New York: The man stood at the podium in the cramped Masjid Un-Noor mosque on Staten Island as hundreds of Muslims sat barefoot on the carpet before him, facing east, just before the start of Friday prayers. In his outstretched right hand, he held up a tiny US flag and a pocket-size copy of the US constitution.

“This unites us,” said the man, Suhail Muzaffar, a leader at the mosque. “It is not Christian, it is not Buddhist, it is not Muslim.”

“Please,” he added. “Find time to look at this document.”

The scene, charged with symbolism, had a familiarity for many in the crowd. After the prayers, one man in the congregation approached Muzaffar and told him, “You looked just like Khizr Khan.”

He was referring, of course, to the Pakistani immigrant whose tribute to his son, an army captain killed in combat, electrified the Democratic National Convention (DNC) in what became a memorable moment in the presidential campaign, caused sales of pocket-size copies of the constitution to skyrocket and galvanised US Muslims eager to answer the anti-Muslim rhetoric of Donald Trump, the Republican presidential nominee.

A month and a half after that speech, what might be called the Khizr Khan effect was as palpable as ever in this small Muslim community on Staten Island. After the prayers, a group of high school students passed out 200 miniature copies of the constitution, accompanied by an equal number of US flags, to mosque members, in hopes that reading it would remind them of their rights as Americans.
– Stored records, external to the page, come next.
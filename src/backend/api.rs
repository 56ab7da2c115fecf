use crate::backend::model::{Ack, Photo, User};
use crate::config::AppConfig;
use reqwest::{Client, Response};
use serde::de::DeserializeOwned;
use serde_json::json;

#[derive(Debug, thiserror::Error)]
pub enum ApiError {
    #[error("request failed: {0}")]
    Http(#[from] reqwest::Error),
    #[error("server responded with {status}: {body}")]
    Status { status: u16, body: String },
    #[error("invalid response body: {0}")]
    Decode(#[from] serde_json::Error),
}

/// Thin typed wrapper over the photo-sharing HTTP API.
#[derive(Clone, Debug)]
pub struct ApiClient {
    http: Client,
    base_url: String,
}

impl ApiClient {
    pub fn new(config: &AppConfig) -> Self {
        Self {
            http: Client::new(),
            base_url: config.api_base_url.clone(),
        }
    }

    fn url(&self, path: &str) -> String {
        format!("{}{}", self.base_url, path)
    }

    pub async fn photos_of_user(
        &self,
        user_id: &str,
        logged_in_user_id: Option<&str>,
    ) -> Result<Vec<Photo>, ApiError> {
        let mut req = self.http.get(self.url(&format!("/photosOfUser/{}", user_id)));
        if let Some(viewer) = logged_in_user_id {
            req = req.query(&[("currentLoggedUserId", viewer)]);
        }
        decode(checked(req.send().await?).await?).await
    }

    pub async fn user(&self, user_id: &str) -> Result<User, ApiError> {
        let resp = self.http.get(self.url(&format!("/user/{}", user_id))).send().await?;
        decode(checked(resp).await?).await
    }

    pub async fn like_photo(&self, photo_id: &str) -> Result<Ack, ApiError> {
        let resp = self
            .http
            .put(self.url(&format!("/likephoto/{}", photo_id)))
            .send()
            .await?;
        ack(checked(resp).await?).await
    }

    pub async fn add_comment(&self, photo_id: &str, comment: &str) -> Result<Ack, ApiError> {
        let resp = self
            .http
            .post(self.url(&format!("/commentsOfPhoto/{}", photo_id)))
            .json(&json!({ "comment": comment }))
            .send()
            .await?;
        ack(checked(resp).await?).await
    }

    pub async fn delete_comment(&self, comment_id: &str) -> Result<Ack, ApiError> {
        let resp = self
            .http
            .delete(self.url("/deletecommentbyid"))
            .json(&json!({ "commentId": comment_id }))
            .send()
            .await?;
        ack(checked(resp).await?).await
    }

    pub async fn delete_photo(&self, photo_id: &str) -> Result<Ack, ApiError> {
        let resp = self
            .http
            .delete(self.url("/deletephotobyid"))
            .json(&json!({ "photoId": photo_id }))
            .send()
            .await?;
        ack(checked(resp).await?).await
    }
}

async fn checked(resp: Response) -> Result<Response, ApiError> {
    let status = resp.status();
    if status.is_success() {
        Ok(resp)
    } else {
        let body = resp.text().await.unwrap_or_default();
        Err(ApiError::Status { status: status.as_u16(), body })
    }
}

async fn decode<T: DeserializeOwned>(resp: Response) -> Result<T, ApiError> {
    let bytes = resp.bytes().await?;
    Ok(serde_json::from_slice(&bytes)?)
}

// Acks are sometimes plain text; keep the text as the message then.
async fn ack(resp: Response) -> Result<Ack, ApiError> {
    let text = resp.text().await?;
    Ok(serde_json::from_str::<Ack>(&text).unwrap_or_else(|_| Ack {
        message: Some(text).filter(|t| !t.is_empty()),
    }))
}

#[cfg(test)]
mod tests {
    use super::*;
    use wiremock::matchers::{body_json, method, path, query_param};
    use wiremock::{Mock, MockServer, ResponseTemplate};

    async fn client_for(server: &MockServer) -> ApiClient {
        ApiClient::new(&AppConfig::with_base_url(&server.uri()))
    }

    #[tokio::test]
    async fn test_photos_of_user_sends_viewer() {
        let server = MockServer::start().await;
        Mock::given(method("GET"))
            .and(path("/photosOfUser/u1"))
            .and(query_param("currentLoggedUserId", "viewer"))
            .respond_with(ResponseTemplate::new(200).set_body_json(json!([
                { "_id": "p1", "user_id": "u1", "file_name": "a.jpg", "likes": [], "num_likes": 0, "comments": [] }
            ])))
            .expect(1)
            .mount(&server)
            .await;

        let photos = client_for(&server).await.photos_of_user("u1", Some("viewer")).await.unwrap();
        assert_eq!(photos.len(), 1);
        assert_eq!(photos[0].file_name, "a.jpg");
    }

    #[tokio::test]
    async fn test_non_success_status_is_error() {
        let server = MockServer::start().await;
        Mock::given(method("GET"))
            .and(path("/user/missing"))
            .respond_with(ResponseTemplate::new(400).set_body_string("User not found"))
            .mount(&server)
            .await;

        match client_for(&server).await.user("missing").await {
            Err(ApiError::Status { status, body }) => {
                assert_eq!(status, 400);
                assert_eq!(body, "User not found");
            }
            other => panic!("expected status error, got {:?}", other),
        }
    }

    #[tokio::test]
    async fn test_mutations_hit_expected_endpoints() {
        let server = MockServer::start().await;
        Mock::given(method("PUT"))
            .and(path("/likephoto/p1"))
            .respond_with(ResponseTemplate::new(200).set_body_json(json!({ "message": "Photo liked" })))
            .expect(1)
            .mount(&server)
            .await;
        Mock::given(method("POST"))
            .and(path("/commentsOfPhoto/p1"))
            .and(body_json(json!({ "comment": "nice!" })))
            .respond_with(ResponseTemplate::new(200).set_body_string("Comment added"))
            .expect(1)
            .mount(&server)
            .await;
        Mock::given(method("DELETE"))
            .and(path("/deletecommentbyid"))
            .and(body_json(json!({ "commentId": "c1" })))
            .respond_with(ResponseTemplate::new(200))
            .expect(1)
            .mount(&server)
            .await;
        Mock::given(method("DELETE"))
            .and(path("/deletephotobyid"))
            .and(body_json(json!({ "photoId": "p1" })))
            .respond_with(ResponseTemplate::new(200))
            .expect(1)
            .mount(&server)
            .await;

        let client = client_for(&server).await;
        let liked = client.like_photo("p1").await.unwrap();
        assert_eq!(liked.message.as_deref(), Some("Photo liked"));
        let added = client.add_comment("p1", "nice!").await.unwrap();
        assert_eq!(added.message.as_deref(), Some("Comment added"));
        assert!(client.delete_comment("c1").await.unwrap().message.is_none());
        client.delete_photo("p1").await.unwrap();
    }
}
Mohammad Manhal Hussain, 17, who is known as Manhal, was an intern at the mosque this summer. He was helping Muzaffar organise a voter-registration drive when he watched Khan deliver his convention speech.

“It’s powerful to see a Muslim man standing and giving a speech at the DNC,” he said. “That got us all on our toes.”
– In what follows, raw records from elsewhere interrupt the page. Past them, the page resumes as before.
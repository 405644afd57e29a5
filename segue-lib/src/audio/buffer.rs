//! Interleaved 16-bit PCM buffers passed between source, mixer and driver.

use crate::error::MixError;

/// Interleaved signed 16-bit samples with a fixed channel count.
#[derive(Debug, Clone, PartialEq, Eq)]
pub struct PcmBuffer {
    channels: u16,
    samples: Vec<i16>,
}

impl PcmBuffer {
    /// Wrap interleaved samples.
    ///
    /// # Errors
    /// Returns [`MixError::UnreadableAudio`] if `channels` is zero or the
    /// sample count is not a whole number of frames.
    pub fn new(channels: u16, samples: Vec<i16>) -> Result<Self, MixError> {
        if channels == 0 {
            return Err(MixError::UnreadableAudio(
                "pcm buffer needs at least one channel".to_string(),
            ));
        }
        if samples.len() % channels as usize != 0 {
            return Err(MixError::UnreadableAudio(format!(
                "{} samples do not divide into {} channel frames",
                samples.len(),
                channels
            )));
        }
        Ok(Self { channels, samples })
    }

    /// An empty buffer.
    pub fn silent(channels: u16) -> Self {
        Self {
            channels: channels.max(1),
            samples: Vec::new(),
        }
    }

    pub fn channels(&self) -> u16 {
        self.channels
    }

    pub fn frames(&self) -> usize {
        self.samples.len() / self.channels as usize
    }

    pub fn is_empty(&self) -> bool {
        self.samples.is_empty()
    }

    pub fn samples(&self) -> &[i16] {
        &self.samples
    }

    /// Samples of a single frame.
    pub fn frame(&self, index: usize) -> Option<&[i16]> {
        let width = self.channels as usize;
        self.samples.get(index * width..(index + 1) * width)
    }

    /// Playback length in seconds at `sample_rate`.
    pub fn duration_seconds(&self, sample_rate: u32) -> f64 {
        if sample_rate == 0 {
            return 0.0;
        }
        self.frames() as f64 / sample_rate as f64
    }
}

#[cfg(test)]
mod tests {
    use super::*;

    #[test]
    fn frames_count_interleaved_samples() {
        let buffer = PcmBuffer::new(2, vec![1, -1, 2, -2, 3, -3]).unwrap();
        assert_eq!(buffer.frames(), 3);
        assert_eq!(buffer.frame(1), Some(&[2, -2][..]));
        assert_eq!(buffer.frame(3), None);
    }

    #[test]
    fn ragged_sample_count_is_rejected() {
        let err = PcmBuffer::new(2, vec![1, 2, 3]).unwrap_err();
        assert!(matches!(err, MixError::UnreadableAudio(_)));
    }

    #[test]
    fn zero_channels_is_rejected() {
        assert!(PcmBuffer::new(0, Vec::new()).is_err());
    }

    #[test]
    fn duration_uses_frame_count() {
        let buffer = PcmBuffer::new(2, vec![0; 2_000]).unwrap();
        assert!((buffer.duration_seconds(1_000) - 1.0).abs() < f64::EPSILON);
        assert_eq!(buffer.duration_seconds(0), 0.0);
    }
}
He said he had asked Muzaffar if the mosque could order a shipment of the small copies of the constitution to distribute to the congregation on Friday, the day before the anniversary of the constitution’s signing in 1787. He thought it would help affirm for the congregation’s members that their rights as US citizens were clear, despite what they might hear from Trump and other politicians.

“It’s a sense of comfort,” Manhal said. “If they’re saying my rights don’t fit, then theirs don’t either.”
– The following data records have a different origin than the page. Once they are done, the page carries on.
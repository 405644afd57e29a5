//! Mix configuration passed to the orchestrator.

use rand::rngs::StdRng;
use rand::SeedableRng;

use crate::error::MixError;

/// Default mix length in seconds.
pub const DEFAULT_MIX_SECONDS: f64 = 60.0;
/// Default crossfade length in seconds.
pub const DEFAULT_CROSSFADE_SECONDS: f64 = 10.0;

/// A length expressed either in frames or in seconds.
#[derive(Debug, Clone, Copy, PartialEq)]
pub enum Span {
    Frames(u64),
    Seconds(f64),
}

impl Span {
    /// Resolve to a frame count at `sample_rate`, rounding to the nearest frame.
    ///
    /// Negative or non-finite second values resolve to zero frames.
    pub fn to_frames(self, sample_rate: u32) -> u64 {
        match self {
            Span::Frames(frames) => frames,
            Span::Seconds(seconds) if seconds.is_finite() && seconds > 0.0 => {
                (seconds * sample_rate as f64).round() as u64
            }
            Span::Seconds(_) => 0,
        }
    }
}

/// Settings for one randomized playback run.
#[derive(Debug, Clone, PartialEq)]
pub struct MixConfig {
    /// Total mix length including the intro. The outro plays on top of it.
    pub target: Span,
    pub crossfade: bool,
    pub crossfade_length: Span,
    /// Seed for the segment random walk. `None` draws from OS entropy.
    pub seed: Option<u64>,
}

impl Default for MixConfig {
    fn default() -> Self {
        Self {
            target: Span::Seconds(DEFAULT_MIX_SECONDS),
            crossfade: false,
            crossfade_length: Span::Seconds(DEFAULT_CROSSFADE_SECONDS),
            seed: None,
        }
    }
}

impl MixConfig {
    /// Random source for the segment selector, seeded when [`seed`](Self::seed) is set.
    pub fn rng(&self) -> StdRng {
        match self.seed {
            Some(seed) => StdRng::seed_from_u64(seed),
            None => StdRng::from_entropy(),
        }
    }

    /// Reject negative or non-finite lengths.
    pub fn validate(&self) -> Result<(), MixError> {
        for (name, span) in [
            ("mix length", self.target),
            ("crossfade length", self.crossfade_length),
        ] {
            if let Span::Seconds(seconds) = span {
                if !seconds.is_finite() || seconds < 0.0 {
                    return Err(MixError::InvalidConfig(format!(
                        "{} must be a non-negative number of seconds, got {}",
                        name, seconds
                    )));
                }
            }
        }
        Ok(())
    }

    /// Crossfade length in frames, or `None` when crossfading is off.
    pub fn fade_frames(&self, sample_rate: u32) -> Option<usize> {
        if self.crossfade {
            Some(self.crossfade_length.to_frames(sample_rate) as usize)
        } else {
            None
        }
    }
}

#[cfg(test)]
mod tests {
    use super::*;
    use rand::Rng;

    #[test]
    fn seconds_round_to_nearest_frame() {
        assert_eq!(Span::Seconds(0.005).to_frames(1_000), 5);
        assert_eq!(Span::Seconds(60.0).to_frames(44_100), 2_646_000);
        assert_eq!(Span::Seconds(-1.0).to_frames(44_100), 0);
        assert_eq!(Span::Seconds(f64::NAN).to_frames(44_100), 0);
        assert_eq!(Span::Frames(7).to_frames(44_100), 7);
    }

    #[test]
    fn defaults_match_reference_settings() {
        let config = MixConfig::default();
        assert_eq!(config.target.to_frames(44_100), 44_100 * 60);
        assert!(!config.crossfade);
        assert_eq!(config.fade_frames(44_100), None);
    }

    #[test]
    fn fade_frames_follow_the_flag() {
        let config = MixConfig {
            crossfade: true,
            ..MixConfig::default()
        };
        assert_eq!(config.fade_frames(48_000), Some(480_000));
    }

    #[test]
    fn negative_lengths_are_invalid() {
        let config = MixConfig {
            target: Span::Seconds(-3.0),
            ..MixConfig::default()
        };
        assert!(matches!(config.validate(), Err(MixError::InvalidConfig(_))));
        let config = MixConfig {
            crossfade_length: Span::Seconds(f64::INFINITY),
            ..MixConfig::default()
        };
        assert!(config.validate().is_err());
        assert!(MixConfig::default().validate().is_ok());
    }

    #[test]
    fn seeded_rng_is_reproducible() {
        let config = MixConfig {
            seed: Some(42),
            ..MixConfig::default()
        };
        let a = config.rng().gen::<u64>();
        let b = config.rng().gen::<u64>();
        assert_eq!(a, b);
    }
}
Muzaffar said that reading the constitution was especially important for congregants of his who had recently immigrated from Pakistan and were more in tune with the politics of their home country than they were with politics in the United States.

He said he hoped it would also help the mosque’s broader effort to increase voter registration among members, mirroring a nationwide push by Muslim leaders to encourage US Muslims to make their voices heard in this year’s election.

Robert McCaw, director of government affairs at the Council on American-Islamic Relations, a national advocacy group, said the Muslim vote could help tip the election, given the large numbers of Muslim voters in swing states like Florida, Ohio and Virginia.

In Staten Island, a Republican stronghold and New York City’s least ethnically diverse borough, Muzaffar said he felt that Muslim residents had a crucial duty to vote.

“You want to fight back?” he said. “There is no bigger bullet than the ballot.”

Estimates of the Muslim population in the city vary widely, from a few hundred thousand to more than 1 million. Of the five boroughs, Staten Island has the fewest Muslims, said Abdul Bhuiyan, secretary-general of the Majlis Ashura, the Islamic Leadership Council of New York.

Brooklyn, the borough with the largest Muslim population, has more than 70 mosques, he said; Staten Island has about a half-dozen.

There were no mosques on Staten Island before the mid-1980s, Muzaffar said. Masjid Un-Noor was its first. But, he added, “the face of Staten Island is changing.” He estimated that about 10,000 Muslims may live in the borough now.

Manhal, the summer intern, said the goal was to persuade 1,500 members of the roughly 600-family congregation to register to vote. More than 700 had signed up so far, he said.

With that kind of clout, he said, “we have a form of power, a form of strength within our community.”